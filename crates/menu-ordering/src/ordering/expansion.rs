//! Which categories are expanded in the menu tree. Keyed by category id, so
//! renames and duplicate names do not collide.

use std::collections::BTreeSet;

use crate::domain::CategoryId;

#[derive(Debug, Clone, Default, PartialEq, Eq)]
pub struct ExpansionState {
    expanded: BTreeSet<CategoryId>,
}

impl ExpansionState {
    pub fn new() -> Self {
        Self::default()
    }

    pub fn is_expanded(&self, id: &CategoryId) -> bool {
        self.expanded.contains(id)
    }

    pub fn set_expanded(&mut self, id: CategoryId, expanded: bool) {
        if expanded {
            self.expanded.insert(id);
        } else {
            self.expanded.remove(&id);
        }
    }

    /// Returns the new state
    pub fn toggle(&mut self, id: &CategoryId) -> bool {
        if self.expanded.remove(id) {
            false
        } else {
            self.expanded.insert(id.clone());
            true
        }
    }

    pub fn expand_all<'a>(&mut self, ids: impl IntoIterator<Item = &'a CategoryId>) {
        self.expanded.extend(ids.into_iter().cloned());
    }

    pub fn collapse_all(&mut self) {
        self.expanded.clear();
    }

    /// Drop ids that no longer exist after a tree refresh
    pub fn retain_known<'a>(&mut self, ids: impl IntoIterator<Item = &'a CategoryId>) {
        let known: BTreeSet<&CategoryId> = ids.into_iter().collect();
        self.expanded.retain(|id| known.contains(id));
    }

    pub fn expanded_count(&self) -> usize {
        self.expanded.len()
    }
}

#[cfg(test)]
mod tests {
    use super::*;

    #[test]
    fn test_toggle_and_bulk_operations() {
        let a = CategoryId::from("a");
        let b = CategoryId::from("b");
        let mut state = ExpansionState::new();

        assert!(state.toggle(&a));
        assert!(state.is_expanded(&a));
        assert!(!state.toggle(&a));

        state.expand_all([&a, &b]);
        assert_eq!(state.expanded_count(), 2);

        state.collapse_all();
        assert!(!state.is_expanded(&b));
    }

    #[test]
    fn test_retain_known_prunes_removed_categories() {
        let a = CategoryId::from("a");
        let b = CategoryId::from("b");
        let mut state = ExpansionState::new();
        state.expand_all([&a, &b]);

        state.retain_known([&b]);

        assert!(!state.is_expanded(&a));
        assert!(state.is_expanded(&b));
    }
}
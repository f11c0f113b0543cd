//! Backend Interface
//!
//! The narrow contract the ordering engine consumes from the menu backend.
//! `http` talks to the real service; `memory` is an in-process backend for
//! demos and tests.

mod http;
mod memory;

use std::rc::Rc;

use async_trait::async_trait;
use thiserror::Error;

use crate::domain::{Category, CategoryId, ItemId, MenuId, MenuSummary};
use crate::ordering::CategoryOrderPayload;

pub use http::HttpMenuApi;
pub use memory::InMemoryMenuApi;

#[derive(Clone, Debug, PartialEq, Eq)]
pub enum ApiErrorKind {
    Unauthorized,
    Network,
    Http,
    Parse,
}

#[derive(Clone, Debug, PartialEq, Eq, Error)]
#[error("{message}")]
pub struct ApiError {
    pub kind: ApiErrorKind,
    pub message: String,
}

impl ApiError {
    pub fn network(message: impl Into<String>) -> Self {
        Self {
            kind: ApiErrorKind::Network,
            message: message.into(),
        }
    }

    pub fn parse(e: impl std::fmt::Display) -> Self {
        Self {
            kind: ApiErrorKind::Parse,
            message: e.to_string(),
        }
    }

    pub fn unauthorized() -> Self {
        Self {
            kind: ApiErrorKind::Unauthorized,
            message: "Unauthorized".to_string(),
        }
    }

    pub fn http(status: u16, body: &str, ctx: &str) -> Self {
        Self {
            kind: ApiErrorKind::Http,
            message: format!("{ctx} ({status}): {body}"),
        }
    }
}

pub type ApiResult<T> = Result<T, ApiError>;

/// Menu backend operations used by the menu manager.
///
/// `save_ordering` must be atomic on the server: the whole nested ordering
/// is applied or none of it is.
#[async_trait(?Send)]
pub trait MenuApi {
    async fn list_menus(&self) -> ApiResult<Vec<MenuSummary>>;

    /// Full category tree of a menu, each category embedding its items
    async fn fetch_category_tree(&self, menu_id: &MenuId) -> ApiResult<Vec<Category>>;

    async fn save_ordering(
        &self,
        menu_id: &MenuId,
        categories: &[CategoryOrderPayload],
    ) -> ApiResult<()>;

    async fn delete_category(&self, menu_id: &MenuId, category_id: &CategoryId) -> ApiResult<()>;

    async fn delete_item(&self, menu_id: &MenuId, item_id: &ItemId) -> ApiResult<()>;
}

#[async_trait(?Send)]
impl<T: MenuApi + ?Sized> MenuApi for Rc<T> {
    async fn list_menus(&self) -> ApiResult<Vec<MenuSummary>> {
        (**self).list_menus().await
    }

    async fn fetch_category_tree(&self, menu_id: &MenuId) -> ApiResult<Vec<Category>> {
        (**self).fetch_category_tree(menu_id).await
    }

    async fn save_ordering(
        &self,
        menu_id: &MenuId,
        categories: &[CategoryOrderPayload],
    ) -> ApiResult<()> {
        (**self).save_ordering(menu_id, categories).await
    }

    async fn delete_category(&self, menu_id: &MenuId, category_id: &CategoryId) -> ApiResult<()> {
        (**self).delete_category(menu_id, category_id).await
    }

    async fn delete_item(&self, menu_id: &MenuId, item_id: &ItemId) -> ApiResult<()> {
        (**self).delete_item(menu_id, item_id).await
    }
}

Task prompt. What you return must match, line for line, the data from the line containing "pub fn unauthorized()" to its end, both ends included.

Answer.
    pub fn unauthorized() -> Self {
        Self {
            kind: ApiErrorKind::Unauthorized,
            message: "Unauthorized".to_string(),
        }
    }

    pub fn http(status: u16, body: &str, ctx: &str) -> Self {
        Self {
            kind: ApiErrorKind::Http,
            message: format!("{ctx} ({status}): {body}"),
        }
    }
}

pub type ApiResult<T> = Result<T, ApiError>;

/// Menu backend operations used by the menu manager.
///
/// `save_ordering` must be atomic on the server: the whole nested ordering
/// is applied or none of it is.
#[async_trait(?Send)]
pub trait MenuApi {
    async fn list_menus(&self) -> ApiResult<Vec<MenuSummary>>;

    /// Full category tree of a menu, each category embedding its items
    async fn fetch_category_tree(&self, menu_id: &MenuId) -> ApiResult<Vec<Category>>;

    async fn save_ordering(
        &self,
        menu_id: &MenuId,
        categories: &[CategoryOrderPayload],
    ) -> ApiResult<()>;

    async fn delete_category(&self, menu_id: &MenuId, category_id: &CategoryId) -> ApiResult<()>;

    async fn delete_item(&self, menu_id: &MenuId, item_id: &ItemId) -> ApiResult<()>;
}

#[async_trait(?Send)]
impl<T: MenuApi + ?Sized> MenuApi for Rc<T> {
    async fn list_menus(&self) -> ApiResult<Vec<MenuSummary>> {
        (**self).list_menus().await
    }

    async fn fetch_category_tree(&self, menu_id: &MenuId) -> ApiResult<Vec<Category>> {
        (**self).fetch_category_tree(menu_id).await
    }

    async fn save_ordering(
        &self,
        menu_id: &MenuId,
        categories: &[CategoryOrderPayload],
    ) -> ApiResult<()> {
        (**self).save_ordering(menu_id, categories).await
    }

    async fn delete_category(&self, menu_id: &MenuId, category_id: &CategoryId) -> ApiResult<()> {
        (**self).delete_category(menu_id, category_id).await
    }

    async fn delete_item(&self, menu_id: &MenuId, item_id: &ItemId) -> ApiResult<()> {
        (**self).delete_item(menu_id, item_id).await
    }
}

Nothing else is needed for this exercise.